Practice: A Mind Without Fear
Where the Mind Is Without Fear
Where the mind is without fear and the head is held high;
Where knowledge is free;
Where the world has not been broken up into fragments
By narrow domestic walls;
Where words come out from the depth of truth;
Where tireless striving stretches its arms towards perfection;
Where the clear stream of reason has not lost its way
Into the dreary desert sand of dead habits;
Where the mind is led forward by thee
Into ever-widening thought and action;
Into that heaven of freedom,
My Father, let my country awake.
--Rabindranath Tagore
In this poem, initially titled “Prayer,” Nobel Laureate Rabindranath Tagore calls forth an India free from British rule, and beyond that, a divine freedom that transcends physical and mental borders. To contemplate each line can take us into a deeper, more eternal freedom, “Where the world has not been broken up into fragments / By narrow domestic walls.”

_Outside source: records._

use core::ops::Range;

use embedded_graphics::pixelcolor::Rgb565;
use embedded_graphics::prelude::*;
use embedded_graphics::primitives::Rectangle;

use super::St7789;
use crate::transport::Transport;

impl<T: Transport> DrawTarget for St7789<T> {
    type Color = Rgb565;
    type Error = T::Error;

    fn draw_iter<I>(&mut self, pixels: I) -> Result<(), Self::Error>
    where
        I: IntoIterator<Item = Pixel<Self::Color>>,
    {
        let bounds = self.bounding_box();
        for Pixel(coord, color) in pixels.into_iter() {
            if bounds.contains(coord) {
                self.write_pixel(coord.x as u16, coord.y as u16, color.into_storage())?;
            }
        }

        Ok(())
    }

    fn fill_contiguous<I>(&mut self, area: &Rectangle, colors: I) -> Result<(), Self::Error>
    where
        I: IntoIterator<Item = Self::Color>,
    {
        // Clamp area to drawable part of the display target
        let drawable_area = area.intersection(&self.bounding_box());

        if drawable_area.size == Size::zero() {
            return Ok(());
        }

        let Range {
            start: x_start,
            end: x_end,
        } = drawable_area.columns();
        let Range {
            start: y_start,
            end: y_end,
        } = drawable_area.rows();
        self.set_window(
            x_start as u16,
            y_start as u16,
            (x_end - 1) as u16,
            (y_end - 1) as u16,
        )?;
        self.write_pixels(
            area.points()
                .zip(colors)
                .filter(|(pos, _color)| drawable_area.contains(*pos))
                .map(|(_, color)| color.into_storage()),
        )
    }

    fn fill_solid(&mut self, area: &Rectangle, color: Self::Color) -> Result<(), Self::Error> {
        self.fill_rect(
            area.top_left.x,
            area.top_left.y,
            area.size.width as i32,
            area.size.height as i32,
            color.into_storage(),
        )
    }

    fn clear(&mut self, color: Self::Color) -> Result<(), Self::Error> {
        self.fill(color.into_storage())
    }
}

impl<T> OriginDimensions for St7789<T> {
    fn size(&self) -> Size {
        Size::new(self.state.width as u32, self.state.height as u32)
    }
}
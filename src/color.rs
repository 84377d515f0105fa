//! RGB565 helpers.

pub const BLACK: u16 = 0x0000;
pub const BLUE: u16 = 0x001F;
pub const RED: u16 = 0xF800;
pub const GREEN: u16 = 0x07E0;
pub const CYAN: u16 = 0x07FF;
pub const MAGENTA: u16 = 0xF81F;
pub const YELLOW: u16 = 0xFFE0;
pub const WHITE: u16 = 0xFFFF;
pub const BROWN: u16 = 0x7BEF;

/// Pack 8-bit channels into RGB565 by truncation.
pub const fn color565(r: u8, g: u8, b: u8) -> u16 {
    ((r as u16 & 0xF8) << 8) | ((g as u16 & 0xFC) << 3) | (b as u16 >> 3)
}
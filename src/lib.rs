//! Extractive question answering served over HTTP.
//!
//! A thin adapter around a local ONNX QA model: `POST /chat` with a
//! question and a context string returns the answer span the model
//! extracts from the context. The model loads best-effort at startup and
//! lazily on first use if startup loading failed.

pub mod engine;
pub mod server;
pub mod shutdown;

pub use engine::{Answer, EngineConfig, EngineError, QaEngine};
pub use server::AppState;
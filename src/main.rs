//! spanserve - Main Entry Point
//!
//! An HTTP server answering questions from supplied context using a
//! local extractive QA ONNX model.
//!
//! Usage:
//!     spanserve --port 8000
//!     spanserve --model-path models/model.onnx --tokenizer-path models/tokenizer.json

use clap::Parser;
use spanserve::engine::{EngineConfig, QaEngine};
use spanserve::server::{self, AppState};
use spanserve::shutdown::shutdown_signal;
use std::net::SocketAddr;
use std::sync::Arc;
use tracing::{info, warn};
use tracing_subscriber::{fmt, prelude::*, EnvFilter};

#[derive(Parser, Debug)]
#[command(name = "spanserve")]
#[command(about = "Extractive question answering over HTTP")]
#[command(version)]
struct Args {
    /// HTTP server port
    #[arg(short, long, default_value_t = 8000)]
    port: u16,

    /// Path to the ONNX model file
    #[arg(long, default_value = "models/model.onnx")]
    model_path: String,

    /// Path to the tokenizer.json file
    #[arg(long, default_value = "models/tokenizer.json")]
    tokenizer_path: String,

    /// Maximum sequence length for the encoded question/context pair
    #[arg(long, default_value_t = 384)]
    max_length: usize,

    /// Maximum answer span length in tokens
    #[arg(long, default_value_t = 30)]
    max_answer_len: usize,

    /// Maximum inferences running concurrently on the blocking pool
    #[arg(long, default_value_t = 4)]
    max_concurrency: usize,

    /// Number of threads for inference (0 = auto)
    #[arg(long, default_value_t = 0)]
    num_threads: usize,

    /// Default log filter when RUST_LOG is unset (debug, info, warn, error)
    #[arg(long, default_value = "info")]
    log_level: String,
}

/// Build the log filter: RUST_LOG wins, the CLI default otherwise.
fn log_filter(default_directive: &str) -> EnvFilter {
    EnvFilter::try_from_default_env().unwrap_or_else(|_| EnvFilter::new(default_directive))
}

#[tokio::main]
async fn main() -> Result<(), Box<dyn std::error::Error>> {
    let args = Args::parse();

    // Set up logging
    tracing_subscriber::registry()
        .with(log_filter(&args.log_level))
        .with(fmt::layer().compact().with_target(false))
        .init();

    info!("Starting spanserve v{}", env!("CARGO_PKG_VERSION"));

    let config = EngineConfig {
        model_path: args.model_path,
        tokenizer_path: args.tokenizer_path,
        max_length: args.max_length,
        max_answer_len: args.max_answer_len,
        num_threads: args.num_threads,
    };
    let engine = Arc::new(QaEngine::new(config));

    // Best-effort startup load. A failure must not keep the listener
    // from coming up; the first request retries the load.
    if let Err(e) = engine.ensure_loaded() {
        warn!("model load failed at startup: {}", e);
    }

    let state = AppState::new(engine, args.max_concurrency);

    let addr: SocketAddr = format!("0.0.0.0:{}", args.port).parse()?;
    info!("  Address: {}", addr);

    let listener = tokio::net::TcpListener::bind(addr).await?;
    axum::serve(listener, server::router(state))
        .with_graceful_shutdown(shutdown_signal())
        .await?;

    info!("spanserve shutdown complete");
    Ok(())
}

#[cfg(test)]
mod tests {
    use super::*;

    #[test]
    fn log_filter_falls_back_to_cli_default() {
        std::env::remove_var("RUST_LOG");
        for directive in ["debug", "info", "warn", "error"] {
            let filter = log_filter(directive);
            assert_eq!(filter.to_string(), directive);
        }
    }
}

Tagore’s poem resonates with meaning across the century. It is part of the human condition to find ourselves imprisoned by fear, limited by our attachment to views, hobbled by our judgments, confined by artificial boundaries, especially in times of uncertainty.
He invites us to inhabit “that heaven of freedom” beyond what we might imagine and beyond the limits of fear.
We invite you to read and contemplate Tagore’s poem. Are there lines that resonate with you? Use them as a focus for a quiet moment, a meditation, or a writing prompt. In what way does his poem speak to you?